Every line that contains the word "east" should be copied from the records below.

*** INFORMATION Section Begins ***

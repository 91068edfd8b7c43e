//! Synthetic ocean-like data generators.
//!
//! These generators create predictable, verifiable patterns that can be used
//! across the test suite. All grids are row-major with row 0 at the top
//! (north).

use ocean_common::ScalarField;

/// Creates a test grid with predictable values.
///
/// Each cell value is `col * 1000 + row`, so `grid[row * width + col]` can be
/// checked directly.
///
/// ```
/// use test_utils::create_test_grid;
///
/// let grid = create_test_grid(10, 5);
/// assert_eq!(grid.len(), 50);
/// assert_eq!(grid[1], 1000.0);
/// assert_eq!(grid[10], 1.0);
/// ```
pub fn create_test_grid(width: usize, height: usize) -> Vec<f64> {
    let mut data = Vec::with_capacity(width * height);
    for row in 0..height {
        for col in 0..width {
            data.push((col * 1000 + row) as f64);
        }
    }
    data
}

/// Sea temperature in Kelvin, warm (≈300K) at the south edge cooling to
/// ≈271K at the north edge.
pub fn create_sea_temperature_grid(width: usize, height: usize) -> Vec<f64> {
    let mut data = Vec::with_capacity(width * height);
    for row in 0..height {
        let south_factor = row as f64 / height.saturating_sub(1).max(1) as f64;
        for _ in 0..width {
            data.push(271.0 + south_factor * 29.0);
        }
    }
    data
}

/// Eastward current component (m/s), increasing west to east in `[-1, 1]`.
pub fn create_u_current_grid(width: usize, height: usize) -> Vec<f64> {
    let mut data = Vec::with_capacity(width * height);
    for _ in 0..height {
        for col in 0..width {
            let x = col as f64 / width.saturating_sub(1).max(1) as f64;
            data.push(2.0 * x - 1.0);
        }
    }
    data
}

/// Northward current component (m/s), increasing south to north in `[-1, 1]`.
pub fn create_v_current_grid(width: usize, height: usize) -> Vec<f64> {
    let mut data = Vec::with_capacity(width * height);
    for row in 0..height {
        let y = row as f64 / height.saturating_sub(1).max(1) as f64;
        for _ in 0..width {
            data.push(1.0 - 2.0 * y);
        }
    }
    data
}

/// A radial peak of height `peak` at the grid centre falling to zero at the
/// corners. Useful for closed contour rings.
pub fn create_ring_grid(width: usize, height: usize, peak: f64) -> Vec<f64> {
    let cx = (width as f64 - 1.0) / 2.0;
    let cy = (height as f64 - 1.0) / 2.0;
    let max_r = (cx * cx + cy * cy).sqrt().max(1.0);
    let mut data = Vec::with_capacity(width * height);
    for row in 0..height {
        for col in 0..width {
            let dx = col as f64 - cx;
            let dy = row as f64 - cy;
            let r = (dx * dx + dy * dy).sqrt();
            data.push(peak * (1.0 - r / max_r));
        }
    }
    data
}

/// Elevation (metres) of a continental shelf: land (+200 m) on the west edge
/// sloping to -5000 m on the east edge.
pub fn create_shelf_bathymetry(width: usize, height: usize) -> Vec<f64> {
    let mut data = Vec::with_capacity(width * height);
    for _ in 0..height {
        for col in 0..width {
            let x = col as f64 / width.saturating_sub(1).max(1) as f64;
            data.push(200.0 - x * 5200.0);
        }
    }
    data
}

/// Creates a grid filled with a constant value.
pub fn create_constant_grid(width: usize, height: usize, value: f64) -> Vec<f64> {
    vec![value; width * height]
}

/// Creates a grid with NaN values every `nan_every` cells.
pub fn create_grid_with_nans(width: usize, height: usize, nan_every: usize) -> Vec<f64> {
    let mut data = create_test_grid(width, height);
    for (i, value) in data.iter_mut().enumerate() {
        if nan_every > 0 && i % nan_every == 0 {
            *value = f64::NAN;
        }
    }
    data
}

/// Wrap generator output in a [`ScalarField`] with a unit.
pub fn field(width: usize, height: usize, values: Vec<f64>, unit: &str) -> ScalarField {
    // Generators always produce width * height values.
    match ScalarField::from_values(width, height, values) {
        Ok(field) => field.with_unit(unit),
        Err(e) => panic!("generator produced a mis-shaped grid: {}", e),
    }
}

#[cfg(test)]
mod tests {
    use super::*;

    #[test]
    fn test_sea_temperature_range() {
        let grid = create_sea_temperature_grid(4, 5);
        assert_eq!(grid[0], 271.0);
        assert_eq!(grid[19], 300.0);
    }

    #[test]
    fn test_current_components() {
        let u = create_u_current_grid(3, 3);
        let v = create_v_current_grid(3, 3);
        assert_eq!(u[0], -1.0);
        assert_eq!(u[2], 1.0);
        assert_eq!(v[0], 1.0);
        assert_eq!(v[8], -1.0);
    }

    #[test]
    fn test_ring_peak() {
        let grid = create_ring_grid(5, 5, 10.0);
        assert_eq!(grid[12], 10.0);
        assert!(grid[0].abs() < 1e-12);
    }

    #[test]
    fn test_shelf_bathymetry_crosses_sea_level() {
        let grid = create_shelf_bathymetry(11, 1);
        assert_eq!(grid[0], 200.0);
        assert_eq!(grid[10], -5000.0);
    }

    #[test]
    fn test_grid_with_nans() {
        let grid = create_grid_with_nans(4, 4, 5);
        assert!(grid[0].is_nan());
        assert!(grid[5].is_nan());
        assert!(!grid[1].is_nan());
    }
}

*** INFORMATION Section Ends ***

**SOLUTION FOR THIS TASK:**
/// Eastward current component (m/s), increasing west to east in `[-1, 1]`.
/// sloping to -5000 m on the east edge.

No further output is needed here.